* GOAL OF THE EXERCISE *
Lines from the start of the data through the line containing "pub const GUEST_USER_ROLE_UNRESTRICTED: Uuid" must be given again exactly. Leave the others out.

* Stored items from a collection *
[Start of section]

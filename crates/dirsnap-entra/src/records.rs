//! Typed directory records with defensive JSON decoding.
//!
//! Every record is decoded from the raw Graph response in exactly one place,
//! with all defaulting rules for missing upstream fields expressed here
//! rather than scattered across the collector.

use serde::{Deserialize, Serialize};
use uuid::{uuid, Uuid};

/// Well-known role id meaning guest users have unrestricted member access.
pub const GUEST_USER_ROLE_UNRESTRICTED: Uuid = uuid!("a0b1b346-4d3e-4e8b-98f8-753987be4970");

fn str_field(value: &serde_json::Value, key: &str) -> Option<String> {
    value.get(key).and_then(|v| v.as_str()).map(String::from)
}

fn bool_field(value: &serde_json::Value, key: &str) -> Option<bool> {
    value.get(key).and_then(serde_json::Value::as_bool)
}

fn str_list(value: &serde_json::Value, key: &str) -> Vec<String> {
    value
        .get(key)
        .and_then(|v| v.as_array())
        .map(|arr| {
            arr.iter()
                .filter_map(|v| v.as_str())
                .map(String::from)
                .collect()
        })
        .unwrap_or_default()
}

/// A registered authentication method on a user.
#[derive(Debug, Clone, Serialize, Deserialize)]
pub struct AuthMethod {
    /// Method id.
    pub id: String,
    /// `OData` type tag identifying the method kind.
    pub method_type: Option<String>,
}

impl AuthMethod {
    /// Decodes a method entry; entries without an id are not representable.
    #[must_use]
    pub fn from_json(value: &serde_json::Value) -> Option<Self> {
        Some(Self {
            id: str_field(value, "id")?,
            method_type: str_field(value, "@odata.type"),
        })
    }
}

/// A directory user with its authentication methods.
#[derive(Debug, Clone, Serialize, Deserialize)]
pub struct User {
    /// Object id.
    pub id: String,
    /// Display name.
    pub name: String,
    /// Registered authentication methods (best-effort; empty when the
    /// methods fetch was not permitted).
    pub authentication_methods: Vec<AuthMethod>,
}

/// Permission flags granted to the default user role.
#[derive(Debug, Clone, Default, Serialize, Deserialize)]
pub struct DefaultUserRolePermissions {
    pub allowed_to_create_apps: Option<bool>,
    pub allowed_to_create_security_groups: Option<bool>,
    pub allowed_to_create_tenants: Option<bool>,
    pub allowed_to_read_bitlocker_keys_for_owned_device: Option<bool>,
    pub allowed_to_read_other_users: Option<bool>,
    pub odata_type: Option<String>,
    pub permission_grant_policies_assigned: Vec<String>,
}

impl DefaultUserRolePermissions {
    /// Decodes the nested permissions object; `None` yields all-default flags.
    #[must_use]
    pub fn from_json(value: Option<&serde_json::Value>) -> Self {
        let Some(value) = value else {
            return Self::default();
        };

        Self {
            allowed_to_create_apps: bool_field(value, "allowedToCreateApps"),
            allowed_to_create_security_groups: bool_field(value, "allowedToCreateSecurityGroups"),
            allowed_to_create_tenants: bool_field(value, "allowedToCreateTenants"),
            allowed_to_read_bitlocker_keys_for_owned_device: bool_field(
                value,
                "allowedToReadBitlockerKeysForOwnedDevice",
            ),
            allowed_to_read_other_users: bool_field(value, "allowedToReadOtherUsers"),
            odata_type: str_field(value, "@odata.type"),
            permission_grant_policies_assigned: str_list(value, "permissionGrantPoliciesAssigned"),
        }
    }
}

/// The tenant-wide authorization policy. One per tenant.
#[derive(Debug, Clone, Serialize, Deserialize)]
pub struct AuthorizationPolicy {
    pub id: String,
    pub name: String,
    pub description: String,
    pub default_user_role_permissions: DefaultUserRolePermissions,
    /// Who may invite guests. Defaults to `everyone` when the policy does not
    /// carry the setting.
    pub guest_invite_settings: String,
    /// Role assigned to guest users. Defaults to the well-known unrestricted
    /// member role.
    pub guest_user_role_id: Uuid,
}

impl AuthorizationPolicy {
    /// Decodes the authorization policy response.
    #[must_use]
    pub fn from_json(value: &serde_json::Value) -> Self {
        Self {
            id: str_field(value, "id").unwrap_or_default(),
            name: str_field(value, "displayName").unwrap_or_default(),
            description: str_field(value, "description").unwrap_or_default(),
            default_user_role_permissions: DefaultUserRolePermissions::from_json(
                value.get("defaultUserRolePermissions"),
            ),
            guest_invite_settings: str_field(value, "allowInvitesFrom")
                .unwrap_or_else(|| "everyone".to_string()),
            guest_user_role_id: str_field(value, "guestUserRoleId")
                .and_then(|s| Uuid::parse_str(&s).ok())
                .unwrap_or(GUEST_USER_ROLE_UNRESTRICTED),
        }
    }
}

/// One name/value entry inside a group setting.
#[derive(Debug, Clone, Serialize, Deserialize)]
pub struct SettingValue {
    pub name: Option<String>,
    pub odata_type: Option<String>,
    pub value: Option<String>,
}

impl SettingValue {
    #[must_use]
    pub fn from_json(value: &serde_json::Value) -> Self {
        Self {
            name: str_field(value, "name"),
            odata_type: str_field(value, "@odata.type"),
            value: str_field(value, "value"),
        }
    }
}

/// A tenant group-setting object.
#[derive(Debug, Clone, Serialize, Deserialize)]
pub struct GroupSetting {
    pub name: Option<String>,
    pub template_id: Option<String>,
    pub settings: Vec<SettingValue>,
}

impl GroupSetting {
    /// Decodes a group setting; all fields are optional upstream.
    #[must_use]
    pub fn from_json(value: &serde_json::Value) -> Self {
        Self {
            name: str_field(value, "displayName"),
            template_id: str_field(value, "templateId"),
            settings: value
                .get("values")
                .and_then(|v| v.as_array())
                .map(|arr| arr.iter().map(SettingValue::from_json).collect())
                .unwrap_or_default(),
        }
    }
}

/// The security-defaults enforcement policy. One per tenant.
#[derive(Debug, Clone, Serialize, Deserialize)]
pub struct SecurityDefault {
    pub id: String,
    pub name: String,
    pub is_enabled: bool,
}

impl SecurityDefault {
    #[must_use]
    pub fn from_json(value: &serde_json::Value) -> Self {
        Self {
            id: str_field(value, "id").unwrap_or_default(),
            name: str_field(value, "displayName").unwrap_or_default(),
            is_enabled: bool_field(value, "isEnabled").unwrap_or(false),
        }
    }
}

/// A named network location used as a policy condition input.
#[derive(Debug, Clone, Serialize, Deserialize)]
pub struct NamedLocation {
    pub id: String,
    pub name: String,
    /// CIDR ranges; entries without an address are dropped.
    pub ip_ranges_addresses: Vec<String>,
    pub is_trusted: bool,
}

impl NamedLocation {
    /// Decodes a named location; entries without an id are not representable.
    #[must_use]
    pub fn from_json(value: &serde_json::Value) -> Option<Self> {
        Some(Self {
            id: str_field(value, "id")?,
            name: str_field(value, "displayName").unwrap_or_default(),
            ip_ranges_addresses: value
                .get("ipRanges")
                .and_then(|v| v.as_array())
                .map(|arr| {
                    arr.iter()
                        .filter_map(|range| str_field(range, "cidrAddress"))
                        .collect()
                })
                .unwrap_or_default(),
            is_trusted: bool_field(value, "isTrusted").unwrap_or(false),
        })
    }
}

/// A directory role with its resolved member records.
#[derive(Debug, Clone, Serialize, Deserialize)]
pub struct DirectoryRole {
    pub id: String,
    /// Members resolved against the tenant's user map; unresolved ids are
    /// dropped.
    pub members: Vec<User>,
}

/// Include/exclude user sets on a conditional-access policy.
#[derive(Debug, Clone, Default, Serialize, Deserialize)]
pub struct PolicyUsers {
    pub include: Vec<String>,
    pub exclude: Vec<String>,
}

/// Include/exclude application (or user-action) targets.
#[derive(Debug, Clone, Default, Serialize, Deserialize)]
pub struct TargetResources {
    pub include: Vec<String>,
    pub exclude: Vec<String>,
}

/// Built-in controls split into grant and block sets.
#[derive(Debug, Clone, Default, Serialize, Deserialize)]
pub struct AccessControls {
    pub grant: Vec<String>,
    pub block: Vec<String>,
}

impl AccessControls {
    /// Splits built-in control names: a control containing `Grant` counts as
    /// a grant control, anything else as a block control. Existing behavior,
    /// preserved verbatim.
    #[must_use]
    pub fn classify(built_in_controls: Vec<String>) -> Self {
        let mut controls = Self::default();
        for control in built_in_controls {
            if control.contains("Grant") {
                controls.grant.push(control);
            } else {
                controls.block.push(control);
            }
        }
        controls
    }
}

/// A conditional-access policy.
#[derive(Debug, Clone, Serialize, Deserialize)]
pub struct ConditionalAccessPolicy {
    pub id: String,
    pub name: String,
    pub state: Option<String>,
    pub users: PolicyUsers,
    pub target_resources: TargetResources,
    pub access_controls: AccessControls,
}

impl ConditionalAccessPolicy {
    /// Decodes a conditional-access policy; entries without an id are not
    /// representable.
    #[must_use]
    pub fn from_json(value: &serde_json::Value) -> Option<Self> {
        let conditions = value.get("conditions");

        let users = conditions
            .and_then(|c| c.get("users"))
            .map(|users| PolicyUsers {
                include: str_list(users, "includeUsers"),
                exclude: str_list(users, "excludeUsers"),
            })
            .unwrap_or_default();

        // Explicit application ids win; user-action identifiers are the
        // fallback when no applications are listed.
        let target_resources = conditions
            .and_then(|c| c.get("applications"))
            .map(|apps| {
                let include = match str_list(apps, "includeApplications") {
                    apps_list if !apps_list.is_empty() => apps_list,
                    _ => str_list(apps, "includeUserActions"),
                };
                let exclude = match str_list(apps, "excludeApplications") {
                    apps_list if !apps_list.is_empty() => apps_list,
                    _ => str_list(apps, "excludeUserActions"),
                };
                TargetResources { include, exclude }
            })
            .unwrap_or_default();

        let access_controls = value
            .get("grantControls")
            .map(|grant| AccessControls::classify(str_list(grant, "builtInControls")))
            .unwrap_or_default();

        Some(Self {
            id: str_field(value, "id")?,
            name: str_field(value, "displayName").unwrap_or_default(),
            state: str_field(value, "state"),
            users,
            target_resources,
            access_controls,
        })
    }
}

[End of section]

* RESULT FOR THIS EXERCISE *
filename crates/dirsnap-entra/src/records.rs
//! Typed directory records with defensive JSON decoding.
//!
//! Every record is decoded from the raw Graph response in exactly one place,
//! with all defaulting rules for missing upstream fields expressed here
//! rather than scattered across the collector.

use serde::{Deserialize, Serialize};
use uuid::{uuid, Uuid};

/// Well-known role id meaning guest users have unrestricted member access.
pub const GUEST_USER_ROLE_UNRESTRICTED: Uuid = uuid!("a0b1b346-4d3e-4e8b-98f8-753987be4970");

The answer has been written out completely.